_Work to be completed_
Copy every line from the material below that holds "eframe".

-- Data for review follows --

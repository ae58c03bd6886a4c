//! Calculator window

use egui::{Context, Event, Key};
use tally::{Calculator, Operator, TallyConfig, Token};
use tallycore::repaint::RepaintController;
use tallycore::theme::{consume_special_keys, menu_bar, Palette};
use tallycore::widgets::{status_bar, window_control_buttons, KeyButton, WindowAction};
use tallycore::TallyTheme;

/// The 4x4 grid, top row first.
const KEYPAD: [[Token; 4]; 4] = [
    [Token::Digit(1), Token::Digit(2), Token::Digit(3), Token::Operator(Operator::Add)],
    [Token::Digit(4), Token::Digit(5), Token::Digit(6), Token::Operator(Operator::Sub)],
    [Token::Digit(7), Token::Digit(8), Token::Digit(9), Token::Operator(Operator::Mul)],
    [Token::Point, Token::Digit(0), Token::Equals, Token::Operator(Operator::Div)],
];

/// The row under the grid.
const EDIT_ROW: [Token; 3] = [Token::Negate, Token::Delete, Token::Clear];

const DISPLAY_HEIGHT: f32 = 50.0;

pub struct TallyApp {
    calc: Calculator,
    config: TallyConfig,
    show_about: bool,
    repaint: RepaintController,
}

impl TallyApp {
    pub fn new(_cc: &eframe::CreationContext<'_>, config: TallyConfig) -> Self {
        Self {
            calc: Calculator::new(),
            config,
            show_about: false,
            repaint: RepaintController::new(),
        }
    }

    fn press(&mut self, token: Token) {
        self.calc.press(token);
        self.repaint.mark_needs_repaint();
    }

    fn handle_keys(&mut self, ctx: &Context) {
        consume_special_keys(ctx);

        let tokens: Vec<Token> = ctx.input(|i| i.events.iter().filter_map(key_token).collect());
        for token in tokens {
            self.press(token);
        }
    }

    fn render_display(&self, ui: &mut egui::Ui) {
        TallyTheme::display_frame().show(ui, |ui| {
            ui.set_min_height(DISPLAY_HEIGHT);
            ui.set_max_height(DISPLAY_HEIGHT);
            ui.set_min_width(ui.available_width());
            ui.with_layout(egui::Layout::right_to_left(egui::Align::Center), |ui| {
                ui.label(
                    egui::RichText::new(self.calc.display())
                        .font(egui::FontId::proportional(self.config.display_font_size))
                        .color(Palette::INK)
                        .strong(),
                );
            });
        });
    }

    fn render_key(&mut self, ui: &mut egui::Ui, token: Token, width: f32) {
        let label = key_label(token);
        let latched = matches!(token, Token::Operator(op)
            if self.calc.evaluator().pending_operator == Some(op) && self.calc.buffer().is_empty());
        let key = KeyButton::new(&label, egui::vec2(width, self.config.key_height)).latched(latched);
        let response = ui.add(key);
        if response.clicked() {
            self.press(token);
        }
        // A focused key would also fire on Enter, on top of `=`.
        response.surrender_focus();
    }

    fn render_keypad(&mut self, ui: &mut egui::Ui) {
        let gap = ui.spacing().item_spacing.x;

        let width = (ui.available_width() - gap * 3.0) / 4.0;
        for row in KEYPAD {
            ui.horizontal(|ui| {
                for token in row {
                    self.render_key(ui, token, width);
                }
            });
        }

        ui.add_space(gap);

        let width = (ui.available_width() - gap * 2.0) / 3.0;
        ui.horizontal(|ui| {
            for token in EDIT_ROW {
                self.render_key(ui, token, width);
            }
        });
    }

    fn render_about(&mut self, ctx: &Context) {
        let resp = egui::Window::new("about calculator")
            .collapsible(false)
            .resizable(false)
            .default_width(240.0)
            .show(ctx, |ui| {
                ui.vertical_centered(|ui| {
                    ui.heading("calculator");
                    ui.label(concat!("version ", env!("CARGO_PKG_VERSION")));
                });
                ui.add_space(4.0);
                ui.separator();
                ui.label("keys: 0-9 . + - * / = Enter");
                ui.label("Backspace deletes, Esc clears, N negates");
                ui.add_space(4.0);
                ui.vertical_centered(|ui| {
                    if ui.button("ok").clicked() {
                        self.show_about = false;
                    }
                });
            });
        if let Some(r) = &resp {
            tallycore::dither::draw_window_shadow(ctx, r.response.rect);
        }
    }
}

impl eframe::App for TallyApp {
    fn update(&mut self, ctx: &Context, _frame: &mut eframe::Frame) {
        self.repaint.begin_frame(ctx);
        self.handle_keys(ctx);

        let mut window_action = WindowAction::None;
        egui::TopBottomPanel::top("menu").show(ctx, |ui| {
            menu_bar(ui, |ui| {
                window_action = window_control_buttons(ui);
                ui.menu_button("edit", |ui| {
                    if ui.button("copy").clicked() {
                        let text = self.calc.display().to_string();
                        ui.output_mut(|o| o.copied_text = text);
                        ui.close_menu();
                    }
                    if ui.button("clear").clicked() {
                        self.press(Token::Clear);
                        ui.close_menu();
                    }
                });
                ui.menu_button("help", |ui| {
                    if ui.button("about").clicked() {
                        self.show_about = true;
                        ui.close_menu();
                    }
                });
            });
        });

        match window_action {
            WindowAction::Close => ctx.send_viewport_cmd(egui::ViewportCommand::Close),
            WindowAction::Minimize => ctx.send_viewport_cmd(egui::ViewportCommand::Minimized(true)),
            WindowAction::None => {}
        }

        egui::TopBottomPanel::bottom("status").show(ctx, |ui| {
            status_bar(ui, &self.calc.status());
        });

        egui::CentralPanel::default()
            .frame(egui::Frame::none().fill(Palette::PAPER).inner_margin(egui::Margin::same(12.0)))
            .show(ctx, |ui| {
                self.render_display(ui);
                ui.add_space(12.0);
                self.render_keypad(ui);
            });

        if self.show_about {
            self.render_about(ctx);
        }

        self.repaint.end_frame(ctx);
    }
}

/// Keyboard shortcut for an input event, if it maps to a keypad key.
fn key_token(event: &Event) -> Option<Token> {
    match event {
        Event::Text(text) => {
            let mut chars = text.chars();
            match (chars.next(), chars.next()) {
                (Some('n' | 'N'), None) => Some(Token::Negate),
                (Some(c), None) => Token::from_char(c),
                _ => None,
            }
        }
        Event::Key {
            key,
            pressed: true,
            modifiers,
            ..
        } if !modifiers.command => match key {
            Key::Enter => Some(Token::Equals),
            Key::Backspace => Some(Token::Delete),
            Key::Escape => Some(Token::Clear),
            _ => None,
        },
        _ => None,
    }
}

/// Button caption; negate keeps the "(-)" face.
fn key_label(token: Token) -> String {
    match token {
        Token::Negate => "(-)".to_string(),
        other => other.to_string(),
    }
}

-- Data for review concluded --

_Your response_
    pub fn new(_cc: &eframe::CreationContext<'_>, config: TallyConfig) -> Self {
impl eframe::App for TallyApp {
    fn update(&mut self, ctx: &Context, _frame: &mut eframe::Frame) {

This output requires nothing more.